** YOUR INSTRUCTIONS **
Could you print each line of the material below exactly?

══════════

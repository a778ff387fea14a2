//! Deploy command: publish script binaries as code cells

use anyhow::*;

use crate::chain::TokioClock;
use crate::config::DEPLOY_SCRIPTS;
use crate::deploy::{build_deploy_code, deployed_code, Binary};

use super::NodeOpts;

#[derive(clap::Parser, Debug)]
pub struct DeployOpts {
    #[command(flatten)] pub node: NodeOpts,
    /// Script binary to publish; repeat for several
    #[arg(long = "binary", required = true)] pub binaries: Vec<String>,
    #[arg(long, default_value = "deployment.json")] pub out: String,
}

pub async fn run_deploy(o: DeployOpts) -> Result<()> {
    let session = o.node.connect(DEPLOY_SCRIPTS)?;

    let binaries = o
        .binaries
        .iter()
        .map(|path| Binary::read(path).with_context(|| format!("Reading {}", path)))
        .collect::<Result<Vec<_>>>()?;
    for b in &binaries {
        eprintln!("Binary {}: {} bytes", b.name, b.data.len());
    }

    let draft = build_deploy_code(&binaries, &session.registry)?;
    let submitted = session.submitter(&TokioClock).submit(draft).await?;
    eprintln!("Code deployed in tx {:#x}", submitted.tx_hash);

    let deployed = deployed_code(&binaries, &submitted.out_points)?;
    std::fs::write(&o.out, serde_json::to_vec_pretty(&deployed)?)?;
    eprintln!("Wrote {}", o.out);
    Ok(())
}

══════════

** RESPONSE AREA **
repository a778ff387fea14a2
//! Deploy command: publish script binaries as code cells

use anyhow::*;

use crate::chain::TokioClock;
use crate::config::DEPLOY_SCRIPTS;
use crate::deploy::{build_deploy_code, deployed_code, Binary};

use super::NodeOpts;

#[derive(clap::Parser, Debug)]
pub struct DeployOpts {
    #[command(flatten)] pub node: NodeOpts,
    /// Script binary to publish; repeat for several
    #[arg(long = "binary", required = true)] pub binaries: Vec<String>,
    #[arg(long, default_value = "deployment.json")] pub out: String,
}

pub async fn run_deploy(o: DeployOpts) -> Result<()> {
    let session = o.node.connect(DEPLOY_SCRIPTS)?;

    let binaries = o
        .binaries
        .iter()
        .map(|path| Binary::read(path).with_context(|| format!("Reading {}", path)))
        .collect::<Result<Vec<_>>>()?;
    for b in &binaries {
        eprintln!("Binary {}: {} bytes", b.name, b.data.len());
    }

    let draft = build_deploy_code(&binaries, &session.registry)?;
    let submitted = session.submitter(&TokioClock).submit(draft).await?;
    eprintln!("Code deployed in tx {:#x}", submitted.tx_hash);

    let deployed = deployed_code(&binaries, &submitted.out_points)?;
    std::fs::write(&o.out, serde_json::to_vec_pretty(&deployed)?)?;
    eprintln!("Wrote {}", o.out);
    Ok(())
}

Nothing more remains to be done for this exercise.